Rituals are like spinning tops—they keep changing direction around a still centre. Lent is a good example. At its centre is attention to the kind of death that leads to life, the life that overcomes death. But in Europe, its edge is imagery of green growth that follows a bleak winter. In Australia, its resonance is in the return of foliage to burned trees and burnt land.

The celebration of Lent has also spun around the compass. Its stable centre is its association with Easter, the memory of the death and rising of Jesus Christ. People remembered that death through a fast that led to feast.

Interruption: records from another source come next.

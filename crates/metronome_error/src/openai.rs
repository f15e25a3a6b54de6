//! OpenAI request outcome classification.

/// OpenAI-specific error conditions.
///
/// These classify how a paced request failed. Nothing in the workspace
/// retries on them; `is_transient` only informs the caller.
#[derive(Debug, Clone, PartialEq, Eq, Hash, PartialOrd, Ord, derive_more::Display)]
pub enum OpenAIErrorKind {
    /// API key not found in environment
    #[display("OPENAI_API_KEY environment variable not set")]
    MissingApiKey,
    /// API key present but malformed
    #[display("API key should start with 'sk-' or 'org-'")]
    InvalidApiKeyFormat,
    /// Prompt was empty after trimming
    #[display("Prompt is empty")]
    EmptyPrompt,
    /// Request could not be assembled
    #[display("Invalid request: {}", _0)]
    InvalidRequest(String),
    /// Remote rejected the credentials (401/403)
    #[display("Authentication failed: {}", _0)]
    Authentication(String),
    /// Remote quota or rate limit rejection (429)
    #[display("Quota exceeded: {}", _0)]
    QuotaExceeded(String),
    /// Any other non-success HTTP status
    #[display("HTTP {} error: {}", status_code, message)]
    HttpStatus {
        /// HTTP status code
        status_code: u16,
        /// Error message
        message: String,
    },
    /// Transport failure (connect, timeout, reset)
    #[display("Network error: {}", _0)]
    Network(String),
    /// Response body could not be decoded
    #[display("Failed to parse response: {}", _0)]
    ResponseParsing(String),
    /// Response contained no choices
    #[display("Response contained no choices")]
    EmptyResponse,
}

impl OpenAIErrorKind {
    /// Whether the failure is likely to clear up on its own.
    pub fn is_transient(&self) -> bool {
        match self {
            OpenAIErrorKind::HttpStatus { status_code, .. } => {
                matches!(*status_code, 408 | 500 | 502 | 503 | 504)
            }
            OpenAIErrorKind::Network(_) => true,
            _ => false,
        }
    }
}

/// OpenAI error with source location tracking.
///
/// # Examples
///
/// ```
/// use metronome_error::{OpenAIError, OpenAIErrorKind};
///
/// let err = OpenAIError::new(OpenAIErrorKind::MissingApiKey);
/// assert!(format!("{}", err).contains("OPENAI_API_KEY"));
/// ```
#[derive(Debug, Clone, derive_more::Display, derive_more::Error)]
#[display("OpenAI Error: {} at line {} in {}", kind, line, file)]
pub struct OpenAIError {
    /// The kind of error that occurred
    pub kind: OpenAIErrorKind,
    /// Line number where error was created
    pub line: u32,
    /// File where error was created
    pub file: &'static str,
}

impl OpenAIError {
    /// Create a new OpenAIError with automatic location tracking.
    #[track_caller]
    pub fn new(kind: OpenAIErrorKind) -> Self {
        let location = std::panic::Location::caller();
        Self {
            kind,
            line: location.line(),
            file: location.file(),
        }
    }

    /// Get the error kind.
    pub fn kind(&self) -> &OpenAIErrorKind {
        &self.kind
    }

    /// Whether the failure is likely to clear up on its own.
    pub fn is_transient(&self) -> bool {
        self.kind.is_transient()
    }
}

impl From<OpenAIErrorKind> for OpenAIError {
    #[track_caller]
    fn from(kind: OpenAIErrorKind) -> Self {
        Self::new(kind)
    }
}

/// Result type for OpenAI operations.
pub type OpenAIResult<T> = Result<T, OpenAIError>;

Easter was also the natural time for baptising adults who wished to follow the way of Jesus Christ. The long journey to faith, that took converts away from a path associated with death to discover God’s life among the disciples of Jesus, was associated with the dramatic story of Jesus’ way to life through death. The journey gathered pace at Lent, as the community came together in solidarity with those who were to be baptised. Those already part of the Christian community could share the journey of those waiting through fasting and praying. At Easter came baptism and celebration of what plenty was to be had. Later, as the baptism of adults became a rarity, the journey to Easter was associated with the human experience of moral lapse and conversion. This focus on sin, however, had its costs. Because sin and virtue seem to be opposites, the emphasis on sin obscured the paradox of Easter—the discovery that life comes through death and not despite it. Concentration on sin, too, can be isolating in its emphasis on individual failure. Despite the sense of community engendered by receiving ashes together on Ash Wednesday, solidarity with others in the journey towards Easter became incidental. We could give up cigarettes for Lent without considering the burdens this might put on our family.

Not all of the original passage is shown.